• **What you have to do**:
Locate the word "binary" in the entries below, then gather every line that holds it.

(Data entries)
========================================================================

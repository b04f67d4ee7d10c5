//! Error types for the admin binary.
//!
//! [`AdminError`] wraps every failure `main` can report. Messages may echo
//! SQL or engine text, so they are shortened with [`AdminError::truncated`]
//! before printing.

use std::path::PathBuf;

use sqlgate_db::{ConfigError, DbError};

/// Longest error message printed, in characters.
pub const MAX_ERROR_CHARS: usize = 200;

/// Top-level error for the admin binary.
#[derive(Debug, thiserror::Error)]
pub enum AdminError {
    /// The configuration file could not be read.
    #[error("failed to read config file {}: {source}", path.display())]
    ConfigRead {
        /// The file that was opened.
        path: PathBuf,
        /// The underlying I/O error.
        source: std::io::Error,
    },

    /// The configuration file is not valid YAML for [`crate::config::AdminConfig`].
    #[error("failed to parse config YAML: {source}")]
    ConfigYaml {
        /// The underlying YAML error.
        #[from]
        source: serde_yml::Error,
    },

    /// Overrides or validation rejected the configuration.
    #[error("config error: {source}")]
    Config {
        /// The underlying config error.
        #[from]
        source: ConfigError,
    },

    /// A database operation failed.
    #[error("database error: {source}")]
    Db {
        /// The underlying database error.
        #[from]
        source: DbError,
    },

    /// The command was refused before touching the database.
    #[error("{0}")]
    Rejected(String),

    /// Output could not be serialized.
    #[error("output error: {source}")]
    Render {
        /// The underlying serialization error.
        #[from]
        source: serde_json::Error,
    },
}

impl AdminError {
    /// The message cut to [`MAX_ERROR_CHARS`] characters, with `...`
    /// appended when something was removed.
    pub fn truncated(&self) -> String {
        truncate(&self.to_string(), MAX_ERROR_CHARS)
    }
}

/// Cut `message` to `max` characters on a char boundary.
pub fn truncate(message: &str, max: usize) -> String {
    match message.char_indices().nth(max) {
        Some((cut, _)) => format!("{}...", message.get(..cut).unwrap_or(message)),
        None => message.to_owned(),
    }
}

#[cfg(test)]
mod tests {
    use super::*;

    #[test]
    fn short_messages_are_untouched() {
        assert_eq!(truncate("boom", 200), "boom");
        assert_eq!(truncate(&"x".repeat(200), 200), "x".repeat(200));
    }

    #[test]
    fn long_messages_keep_the_first_characters() {
        let cut = truncate(&"é".repeat(250), 200);
        assert_eq!(cut.chars().count(), 203);
        assert!(cut.ends_with("..."));
    }

    #[test]
    fn admin_errors_truncate_their_display() {
        let err = AdminError::Rejected("y".repeat(500));
        assert_eq!(err.truncated().chars().count(), MAX_ERROR_CHARS + 3);
    }
}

========================================================================

• **Exercise result**:
//! Error types for the admin binary.
/// Top-level error for the admin binary.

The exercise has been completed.